Nuclear factor interleukin 3 and metabolic dysfunction-associated fatty liver disease development.

This study investigates sex-specific effects in a gain-of-function model to evaluate Nfil3 function in relation to high-fat diet (HFD)-induced metabolic dysfunction-associated steatotic liver disease (MASLD) and gut microbiota (GM)-induced alterations in the bile acid (BA) profile. MASLD is induced in both wild type and Nfil3-deficient (NKO) C57BL/6 J mice through an HFD. The hepatic immune response is evaluated using flow cytometry, revealing that NKO mice exhibit lower body weight, serum triglyceride (TG) levels, tissue injury, inflammation, and fat accumulation.
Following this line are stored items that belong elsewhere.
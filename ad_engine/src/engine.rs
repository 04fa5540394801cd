//! Process-wide registry mapping external handles to hosts and dimensions.

use std::collections::HashMap;
use std::sync::Arc;

use parking_lot::Mutex;
use tracing::info;
use uuid::Uuid;

use ad_common::config::Config;
use ad_common::handle::{DimensionHandle, HostHandle};
use ad_common::storage::SeriesSource;
use ad_store::EventStore;

use crate::dimension::Dimension;
use crate::host::Host;
use crate::sink::ChartSink;

/// The engine singleton: owns the config snapshot and every monitored
/// host, and answers the agent-facing queries.
pub struct Engine {
    config: Arc<Config>,
    source: Arc<dyn SeriesSource>,
    sink: Arc<dyn ChartSink>,
    store: Arc<dyn EventStore>,
    hosts: Mutex<HashMap<HostHandle, Host>>,
    /// Secondary index for O(1) `is_anomalous` lookups without knowing
    /// which host owns a dimension.
    dimension_index: Mutex<HashMap<DimensionHandle, Arc<Dimension>>>,
}

impl Engine {
    /// `init(config)`: load the config snapshot and wire in the engine's
    /// collaborators. No workers start here — hosts start their own on
    /// `new_host`.
    pub fn init(config: Config, source: Arc<dyn SeriesSource>, sink: Arc<dyn ChartSink>, store: Arc<dyn EventStore>) -> Self {
        Self {
            config: Arc::new(config),
            source,
            sink,
            store,
            hosts: Mutex::new(HashMap::new()),
            dimension_index: Mutex::new(HashMap::new()),
        }
    }

    pub fn config(&self) -> &Config {
        &self.config
    }

    /// Construct a host and start its workers, unless its hostname matches
    /// the configured skip pattern.
    pub fn new_host(&self, handle: HostHandle, uuid: Uuid, hostname: &str) {
        if self.config.hosts_to_skip().matches(hostname) {
            info!(host = hostname, "host matches skip pattern, not monitoring");
            return;
        }
        let mut host = Host::new(handle.clone(), uuid);
        host.start(
            Arc::clone(&self.config),
            Arc::clone(&self.source),
            Arc::clone(&self.sink),
            Arc::clone(&self.store),
        );
        self.hosts.lock().insert(handle, host);
    }

    /// Signal the host's workers to stop, join them, and drop its
    /// dimension map (and its entries in the dimension index).
    pub fn delete_host(&self, handle: &HostHandle) {
        if let Some(mut host) = self.hosts.lock().remove(handle) {
            let owned = host.dimension_handles();
            host.stop();
            let mut index = self.dimension_index.lock();
            for dim_handle in owned {
                index.remove(&dim_handle);
            }
        }
    }

    /// Insert a new dimension into its host's map, unless its chart name
    /// matches the configured skip pattern.
    #[allow(clippy::too_many_arguments)]
    pub fn new_dimension(
        &self,
        host_handle: &HostHandle,
        dim_handle: DimensionHandle,
        dimension_id: String,
        display_name: String,
        chart_name: &str,
        update_every: i64,
    ) {
        if self.config.charts_to_skip().matches(chart_name) {
            info!(chart = chart_name, "chart matches skip pattern, not monitoring");
            return;
        }
        let dimension = Arc::new(Dimension::new(dim_handle.clone(), dimension_id, display_name, update_every, self.config.diff_n));
        if let Some(host) = self.hosts.lock().get(host_handle) {
            host.add_dimension(Arc::clone(&dimension));
            self.dimension_index.lock().insert(dim_handle, dimension);
        }
    }

    pub fn delete_dimension(&self, host_handle: &HostHandle, dim_handle: &DimensionHandle) {
        if let Some(host) = self.hosts.lock().get(host_handle) {
            host.remove_dimension(dim_handle);
        }
        self.dimension_index.lock().remove(dim_handle);
    }

    /// Constant-time, lock-free cached read of a dimension's anomaly bit.
    pub fn is_anomalous(&self, dim_handle: &DimensionHandle) -> bool {
        self.dimension_index
            .lock()
            .get(dim_handle)
            .map(|dim| dim.anomaly_bit())
            .unwrap_or(false)
    }

    fn host_uuid(&self, host_handle: &HostHandle) -> Option<Uuid> {
        self.hosts.lock().get(host_handle).map(|h| h.uuid())
    }

    /// `[after, before]` pairs of every anomaly event overlapping the
    /// range, or `None` if the host is unknown or no events overlap.
    pub fn get_anomaly_events(
        &self,
        host_handle: &HostHandle,
        detector_name: &str,
        detector_version: i32,
        after: i64,
        before: i64,
    ) -> Option<String> {
        let uuid = self.host_uuid(host_handle)?;
        let rows = self.store.range(detector_name, detector_version, uuid, after, before).ok()?;
        if rows.is_empty() {
            return None;
        }
        serde_json::to_string(&rows).ok()
    }

    /// The stored `payload_json` of every anomaly event overlapping the
    /// range, assembled into one JSON array, or `None` if none overlap.
    pub fn get_anomaly_event_info(
        &self,
        host_handle: &HostHandle,
        detector_name: &str,
        detector_version: i32,
        after: i64,
        before: i64,
    ) -> Option<String> {
        let uuid = self.host_uuid(host_handle)?;
        let payloads = self.store.info(detector_name, detector_version, uuid, after, before).ok()?;
        if payloads.is_empty() {
            return None;
        }
        let parsed: Vec<serde_json::Value> = payloads.iter().filter_map(|p| serde_json::from_str(p).ok()).collect();
        serde_json::to_string(&parsed).ok()
    }
}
The Nfil3 deletion reduces macrophage counts in fibrotic liver tissues, decreases proinflammatory gene and protein expression, and diminishes gut barrier function. Alpha and beta diversity analysis reveal increased GM alpha diversity across different sexes. The Nfil3 gene deletion modifies the BA profile, suggesting that negative feedback through the Nfil3-FXR-FGF15 axis facilitates BA recycling from the liver via enterohepatic circulation. Therefore, inhibiting Nfil3 in the liver offers a viable treatment approach for MASLD.